A Private Life features Jodie Foster in her first fully French-language role since A Very Long Engagement, the bilingual Oscar-winner shining as Lilian Steiner, a deeply troubled psychiatrist living in Paris.
As Lilian investigates the death of a patient, she starts to believe her patient’s daughter and husband (Luàna Bajrami and Mathieu Amalric) may be murderers, this while she tries to connect with her own estranged son and ex-husband (Vincent Lacoste and Daniel Auteuil). An undercurrent of ironic humour runs contrary to the darkness in the mystery, as does a peculiar subplot involving a hypnotist who seems to have a lot more success with clients than Lilian does. The film’s concerns feel very particular to French cinema, but it’s hard to go wrong with this stellar French supporting cast, and especially Foster front and centre, who manages to create a character we’ve never seen from her before. She’s rarely been so pursed, the lines around her mouth deep and parenthetical.

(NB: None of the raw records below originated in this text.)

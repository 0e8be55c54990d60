//! Wiring: one store, one dispatcher/worker pair, the named user, the
//! channel and the action pipeline that feeds them.

use std::collections::HashMap;
use std::path::Path;
use std::sync::Arc;

use serde_json::Value;
use tracing::info;

use crate::action::{ActionCoordinator, ActionRegistry, BatchHost, RegistryRunner, RequestId, Situation};
use crate::channel::Channel;
use crate::config::Config;
use crate::error::Result;
use crate::job::{JobDispatcher, JobWorker, RetryPolicy};
use crate::named_user::{NamedUser, COMPONENT};
use crate::remote::{HttpNamedUserClient, NamedUserClient};
use crate::store::{KeyValueStore, RedbStore};

/// Cloneable handle to a fully wired courier instance.
#[derive(Clone)]
pub struct Courier {
    store: Arc<dyn KeyValueStore>,
    channel: Channel,
    named_user: NamedUser,
    registry: Arc<ActionRegistry>,
    coordinator: Arc<ActionCoordinator>,
    dispatcher: JobDispatcher,
}

impl Courier {
    /// Wire every component around `store`. The returned worker has the
    /// named-user handler registered and must be run or spawned by the
    /// caller.
    pub fn assemble(
        store: Arc<dyn KeyValueStore>,
        client: Arc<dyn NamedUserClient>,
        host: Arc<dyn BatchHost>,
        retry: RetryPolicy,
    ) -> (Self, JobWorker) {
        let (dispatcher, mut worker) = JobDispatcher::new(retry);
        let channel = Channel::new(Arc::clone(&store));
        let named_user = NamedUser::new(Arc::clone(&store), dispatcher.clone());
        worker.register(
            COMPONENT,
            Arc::new(named_user.job_handler(channel.clone(), client)),
        );

        let registry = Arc::new(ActionRegistry::with_builtins(
            channel.clone(),
            named_user.clone(),
        ));
        let runner = Arc::new(RegistryRunner::new(Arc::clone(&registry)));
        let coordinator = Arc::new(ActionCoordinator::new(runner, host));

        let courier = Self {
            store,
            channel,
            named_user,
            registry,
            coordinator,
            dispatcher,
        };
        (courier, worker)
    }

    /// Open the redb store under `root` and talk to the configured remote.
    pub fn open(root: &Path, config: &Config, host: Arc<dyn BatchHost>) -> Result<(Self, JobWorker)> {
        let store_path = config.store_path(root);
        let store = Arc::new(RedbStore::open(&store_path)?);
        let client = Arc::new(HttpNamedUserClient::new(&config.remote)?);
        info!(store = %store_path.display(), remote = %config.remote.base_url, "courier opened");
        Ok(Self::assemble(store, client, host, config.retry.clone()))
    }

    pub fn store(&self) -> &Arc<dyn KeyValueStore> {
        &self.store
    }

    pub fn channel(&self) -> &Channel {
        &self.channel
    }

    pub fn named_user(&self) -> &NamedUser {
        &self.named_user
    }

    pub fn registry(&self) -> &ActionRegistry {
        &self.registry
    }

    pub fn coordinator(&self) -> &ActionCoordinator {
        &self.coordinator
    }

    pub fn dispatcher(&self) -> &JobDispatcher {
        &self.dispatcher
    }

    pub fn run_actions(
        &self,
        payload: Option<&str>,
        situation: Situation,
        metadata: HashMap<String, Value>,
    ) -> Option<RequestId> {
        self.coordinator
            .run_actions_payload(payload, situation, metadata)
    }

    pub fn shutdown(&self) {
        self.dispatcher.shutdown();
    }
}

Motor City drops us back in Detroit 1977 — actually shot in Camden, New Jersey — where everyone drives a massive muscle machine and smokes. The entire picture is told with about six lines of dialogue.
That’s a hell of a flex, and credit to the filmmakers and actors that they get close to pulling it off. At under 90 minutes they might’ve, but this beast is more than an hour 40, and parts of it simply can’t sustain its silent conceit. When it works, though, it purrs with a combination of fine editing and terrific needle drops from the hits of the era (curated by Jack White) including Al Jarreau, Fleetwood Mac, David Bowie and Donna Summer.
The story is a fundamental one, which it would need to be for this to work, something we’ve seen a hundred times. Alan Richson (forever Reacher) is himself a massive muscle machine (sporting a few of the worst wigs in cinema history) who woos a moll (Shailene Woodley) from a gangster (Ben Foster, the MVP) who, thanks to a dirty cop (Pablo Schreiber) frames Richson with drug-dealing and gets him 25-to-life. If that wasn’t enough to make Reacher, sorry, Richson mad, the gangster woos back the moll, then gets her hooked on smack.
Here’s where Motor City goes sour and sexist, as Woodley’s character has next to no agency. She’s just an object for these two dudes to fight over and is eventually fridged, leading to a hugely bloody finale and an incredibly silly coda that forces the remaining cast to wear terrible old-people make-up. Too bad about all of that, because a lot of what goes before is pretty inventive.